Data for this exercise:
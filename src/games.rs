// src/games.rs
//
// The fixed game table. Order is part of the contract: archive rows are
// matched by substring, and the first entry whose name occurs in the cell wins.

#[derive(Clone, Copy, Debug, PartialEq, Eq)]
pub struct GameDef {
    /// Display name; also the key in the output document.
    pub name: &'static str,
    /// Live endpoint code (`{code}Result`).
    pub code: &'static str,
    /// Fewer numbers than this and an archive row is not a draw.
    pub min_numbers: usize,
}

/// Precedence order for substring matching. Pick-style games (leading zeros
/// are legitimate draws) need at least three digits.
pub const GAMES: &[GameDef] = &[
    GameDef { name: "大樂透", code: "Lotto649", min_numbers: 2 },
    GameDef { name: "威力彩", code: "SuperLotto638", min_numbers: 2 },
    GameDef { name: "今彩539", code: "DailyCash", min_numbers: 2 },
    GameDef { name: "雙贏彩", code: "Lotto1224", min_numbers: 2 },
    GameDef { name: "3星彩", code: "3D", min_numbers: 3 },
    GameDef { name: "4星彩", code: "4D", min_numbers: 3 },
];

/// First game (table order) whose display name is contained in `cell`.
pub fn match_game(cell: &str) -> Option<&'static GameDef> {
    GAMES.iter().find(|g| cell.contains(g.name))
}

pub fn by_name(name: &str) -> Option<&'static GameDef> {
    GAMES.iter().find(|g| g.name == name)
}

Exercise prompt: Return the lines from the line containing "pub fn match_game(cell: &str)" to the end of the entries above, exactly as they appear and with no other output.

Worked solution:
pub fn match_game(cell: &str) -> Option<&'static GameDef> {
    GAMES.iter().find(|g| cell.contains(g.name))
}

pub fn by_name(name: &str) -> Option<&'static GameDef> {
    GAMES.iter().find(|g| g.name == name)
}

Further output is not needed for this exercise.